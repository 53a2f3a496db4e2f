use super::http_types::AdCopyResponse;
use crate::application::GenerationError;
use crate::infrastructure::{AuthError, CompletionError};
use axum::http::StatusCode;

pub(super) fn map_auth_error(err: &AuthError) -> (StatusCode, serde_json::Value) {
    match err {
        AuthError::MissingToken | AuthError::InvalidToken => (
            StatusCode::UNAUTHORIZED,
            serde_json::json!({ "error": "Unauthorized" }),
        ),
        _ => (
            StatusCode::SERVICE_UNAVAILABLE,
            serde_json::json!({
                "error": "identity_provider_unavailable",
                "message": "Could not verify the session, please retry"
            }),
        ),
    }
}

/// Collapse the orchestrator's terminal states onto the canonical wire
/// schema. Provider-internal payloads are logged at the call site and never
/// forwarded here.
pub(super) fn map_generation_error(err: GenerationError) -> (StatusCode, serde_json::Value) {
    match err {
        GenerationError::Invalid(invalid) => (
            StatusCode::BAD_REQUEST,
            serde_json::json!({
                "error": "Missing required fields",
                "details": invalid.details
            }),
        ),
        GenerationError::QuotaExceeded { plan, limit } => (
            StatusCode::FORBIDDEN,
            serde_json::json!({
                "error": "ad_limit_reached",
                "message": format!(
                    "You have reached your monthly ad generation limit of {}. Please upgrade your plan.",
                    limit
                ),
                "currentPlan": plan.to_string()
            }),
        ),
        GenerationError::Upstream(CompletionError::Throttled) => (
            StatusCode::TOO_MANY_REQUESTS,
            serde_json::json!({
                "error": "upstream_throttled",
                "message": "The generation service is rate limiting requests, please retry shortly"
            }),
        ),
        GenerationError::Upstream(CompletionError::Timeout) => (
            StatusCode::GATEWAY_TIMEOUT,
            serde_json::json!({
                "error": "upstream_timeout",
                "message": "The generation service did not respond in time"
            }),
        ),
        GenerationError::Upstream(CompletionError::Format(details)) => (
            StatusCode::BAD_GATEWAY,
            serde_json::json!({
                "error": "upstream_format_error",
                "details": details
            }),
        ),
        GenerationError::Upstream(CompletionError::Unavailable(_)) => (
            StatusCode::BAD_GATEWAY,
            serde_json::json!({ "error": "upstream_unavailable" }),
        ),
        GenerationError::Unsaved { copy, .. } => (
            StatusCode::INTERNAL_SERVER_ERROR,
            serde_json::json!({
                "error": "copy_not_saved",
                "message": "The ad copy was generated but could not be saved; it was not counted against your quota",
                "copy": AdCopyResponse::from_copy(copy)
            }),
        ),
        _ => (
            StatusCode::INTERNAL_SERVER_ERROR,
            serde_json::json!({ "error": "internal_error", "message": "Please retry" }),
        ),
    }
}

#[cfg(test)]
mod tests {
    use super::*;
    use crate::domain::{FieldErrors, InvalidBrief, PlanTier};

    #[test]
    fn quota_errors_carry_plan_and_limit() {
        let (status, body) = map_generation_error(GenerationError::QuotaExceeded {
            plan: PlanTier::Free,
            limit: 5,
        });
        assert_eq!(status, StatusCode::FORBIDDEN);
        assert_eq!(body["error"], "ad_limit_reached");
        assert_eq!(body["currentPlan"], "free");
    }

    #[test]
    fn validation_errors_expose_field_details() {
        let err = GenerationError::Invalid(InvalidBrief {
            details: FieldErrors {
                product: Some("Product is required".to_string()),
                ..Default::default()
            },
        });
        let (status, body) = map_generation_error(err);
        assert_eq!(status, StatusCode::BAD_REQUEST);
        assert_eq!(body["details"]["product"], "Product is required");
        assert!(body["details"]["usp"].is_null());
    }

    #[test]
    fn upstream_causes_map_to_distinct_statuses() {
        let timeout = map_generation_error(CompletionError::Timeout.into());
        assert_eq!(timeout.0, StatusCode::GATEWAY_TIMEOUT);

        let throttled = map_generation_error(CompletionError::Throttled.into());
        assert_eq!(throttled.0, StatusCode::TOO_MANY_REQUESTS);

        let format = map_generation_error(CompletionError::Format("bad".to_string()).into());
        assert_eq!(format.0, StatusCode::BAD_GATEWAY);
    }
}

====================

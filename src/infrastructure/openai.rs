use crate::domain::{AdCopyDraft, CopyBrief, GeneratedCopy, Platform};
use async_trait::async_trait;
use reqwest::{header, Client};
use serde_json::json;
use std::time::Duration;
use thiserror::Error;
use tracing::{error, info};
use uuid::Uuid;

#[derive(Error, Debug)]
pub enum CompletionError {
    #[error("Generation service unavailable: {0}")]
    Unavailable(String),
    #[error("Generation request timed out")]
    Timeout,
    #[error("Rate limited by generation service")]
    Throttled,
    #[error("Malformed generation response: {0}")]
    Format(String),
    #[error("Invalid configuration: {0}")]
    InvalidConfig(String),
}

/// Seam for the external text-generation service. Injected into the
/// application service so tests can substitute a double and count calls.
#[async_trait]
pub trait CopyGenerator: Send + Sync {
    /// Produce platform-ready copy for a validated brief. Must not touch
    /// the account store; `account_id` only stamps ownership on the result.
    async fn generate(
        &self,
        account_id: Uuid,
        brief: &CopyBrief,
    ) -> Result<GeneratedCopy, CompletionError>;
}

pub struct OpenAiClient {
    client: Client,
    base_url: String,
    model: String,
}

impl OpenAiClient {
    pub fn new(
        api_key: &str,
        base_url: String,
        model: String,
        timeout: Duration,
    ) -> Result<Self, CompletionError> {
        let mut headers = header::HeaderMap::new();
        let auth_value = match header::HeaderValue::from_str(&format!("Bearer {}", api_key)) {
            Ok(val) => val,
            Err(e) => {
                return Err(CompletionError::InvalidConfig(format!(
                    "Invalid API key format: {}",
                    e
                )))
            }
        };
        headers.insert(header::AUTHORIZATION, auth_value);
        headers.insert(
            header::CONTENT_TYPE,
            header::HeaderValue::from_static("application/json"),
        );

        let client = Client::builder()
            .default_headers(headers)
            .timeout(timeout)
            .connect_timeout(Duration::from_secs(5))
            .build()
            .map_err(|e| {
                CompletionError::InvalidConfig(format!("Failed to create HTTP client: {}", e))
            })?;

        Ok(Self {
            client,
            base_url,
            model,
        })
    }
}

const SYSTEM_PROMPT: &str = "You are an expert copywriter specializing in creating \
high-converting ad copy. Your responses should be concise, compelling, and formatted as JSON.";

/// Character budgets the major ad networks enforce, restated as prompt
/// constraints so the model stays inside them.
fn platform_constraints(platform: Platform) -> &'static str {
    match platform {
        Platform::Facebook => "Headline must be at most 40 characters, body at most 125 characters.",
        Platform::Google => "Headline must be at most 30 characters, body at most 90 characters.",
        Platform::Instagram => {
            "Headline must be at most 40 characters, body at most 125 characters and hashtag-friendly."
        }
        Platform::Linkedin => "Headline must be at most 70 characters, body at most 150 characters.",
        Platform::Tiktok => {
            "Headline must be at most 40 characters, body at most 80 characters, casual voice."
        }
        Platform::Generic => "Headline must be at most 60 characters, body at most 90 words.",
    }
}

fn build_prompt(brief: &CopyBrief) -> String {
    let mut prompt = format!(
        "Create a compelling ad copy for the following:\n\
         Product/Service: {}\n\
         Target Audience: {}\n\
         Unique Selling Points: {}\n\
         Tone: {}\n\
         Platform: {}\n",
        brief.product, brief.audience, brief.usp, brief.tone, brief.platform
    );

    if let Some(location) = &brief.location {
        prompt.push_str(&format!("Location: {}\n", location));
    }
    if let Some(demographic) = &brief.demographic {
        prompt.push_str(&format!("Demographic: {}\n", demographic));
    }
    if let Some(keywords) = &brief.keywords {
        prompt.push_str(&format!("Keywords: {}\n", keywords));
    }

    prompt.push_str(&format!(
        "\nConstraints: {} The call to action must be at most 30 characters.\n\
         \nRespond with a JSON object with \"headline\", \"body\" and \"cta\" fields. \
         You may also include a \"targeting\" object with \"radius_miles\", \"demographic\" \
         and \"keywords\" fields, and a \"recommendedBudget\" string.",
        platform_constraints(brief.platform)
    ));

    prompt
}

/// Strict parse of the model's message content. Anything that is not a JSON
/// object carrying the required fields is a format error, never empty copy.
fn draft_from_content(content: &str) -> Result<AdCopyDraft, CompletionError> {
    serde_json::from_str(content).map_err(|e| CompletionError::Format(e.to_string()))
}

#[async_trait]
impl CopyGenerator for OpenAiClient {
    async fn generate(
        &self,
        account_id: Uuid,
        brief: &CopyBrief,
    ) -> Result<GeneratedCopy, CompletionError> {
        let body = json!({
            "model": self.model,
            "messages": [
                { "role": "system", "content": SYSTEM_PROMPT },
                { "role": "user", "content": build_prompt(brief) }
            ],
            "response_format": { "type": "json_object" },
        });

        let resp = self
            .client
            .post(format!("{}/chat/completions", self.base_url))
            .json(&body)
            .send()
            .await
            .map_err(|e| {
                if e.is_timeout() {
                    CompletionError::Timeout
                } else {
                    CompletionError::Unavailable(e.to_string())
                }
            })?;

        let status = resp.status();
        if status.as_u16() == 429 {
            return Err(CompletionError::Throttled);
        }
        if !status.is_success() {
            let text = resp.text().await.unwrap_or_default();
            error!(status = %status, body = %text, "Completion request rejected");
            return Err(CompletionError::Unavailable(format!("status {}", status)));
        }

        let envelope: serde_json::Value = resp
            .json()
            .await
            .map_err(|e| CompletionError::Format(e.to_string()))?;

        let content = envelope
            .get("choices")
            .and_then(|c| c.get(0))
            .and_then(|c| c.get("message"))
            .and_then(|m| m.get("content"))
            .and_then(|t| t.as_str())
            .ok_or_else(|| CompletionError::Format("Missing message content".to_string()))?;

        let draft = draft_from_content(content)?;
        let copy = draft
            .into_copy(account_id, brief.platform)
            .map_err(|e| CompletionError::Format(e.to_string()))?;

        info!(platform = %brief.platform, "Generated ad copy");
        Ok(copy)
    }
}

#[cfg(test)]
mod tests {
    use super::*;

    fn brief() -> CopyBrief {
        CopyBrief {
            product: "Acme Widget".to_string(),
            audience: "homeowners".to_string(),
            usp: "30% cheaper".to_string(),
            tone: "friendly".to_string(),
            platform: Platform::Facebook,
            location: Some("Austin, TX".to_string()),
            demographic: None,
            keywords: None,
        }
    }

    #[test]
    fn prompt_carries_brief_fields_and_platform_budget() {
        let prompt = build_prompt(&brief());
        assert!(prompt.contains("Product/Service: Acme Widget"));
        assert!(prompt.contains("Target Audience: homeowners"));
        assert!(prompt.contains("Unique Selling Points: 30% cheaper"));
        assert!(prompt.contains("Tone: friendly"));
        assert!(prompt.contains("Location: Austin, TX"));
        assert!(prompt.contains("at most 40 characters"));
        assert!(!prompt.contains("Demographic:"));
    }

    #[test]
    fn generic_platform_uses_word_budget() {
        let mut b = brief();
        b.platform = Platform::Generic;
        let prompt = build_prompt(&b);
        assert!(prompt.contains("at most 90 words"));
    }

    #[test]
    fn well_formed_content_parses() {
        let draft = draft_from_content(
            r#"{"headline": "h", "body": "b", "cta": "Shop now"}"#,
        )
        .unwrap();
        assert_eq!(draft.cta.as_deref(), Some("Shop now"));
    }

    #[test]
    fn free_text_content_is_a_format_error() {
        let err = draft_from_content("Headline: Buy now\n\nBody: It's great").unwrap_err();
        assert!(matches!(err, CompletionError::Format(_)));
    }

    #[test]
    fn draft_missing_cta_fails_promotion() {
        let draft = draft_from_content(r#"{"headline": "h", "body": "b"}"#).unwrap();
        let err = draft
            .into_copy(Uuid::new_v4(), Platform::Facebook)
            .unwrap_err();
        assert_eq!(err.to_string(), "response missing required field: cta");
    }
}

====================

→ EXERCISE DESCRIPTION: Could you copy every line in the records that holds "currentPlan"?

→ COMPLETED TASK:
                "currentPlan": plan.to_string()
        assert_eq!(body["currentPlan"], "free");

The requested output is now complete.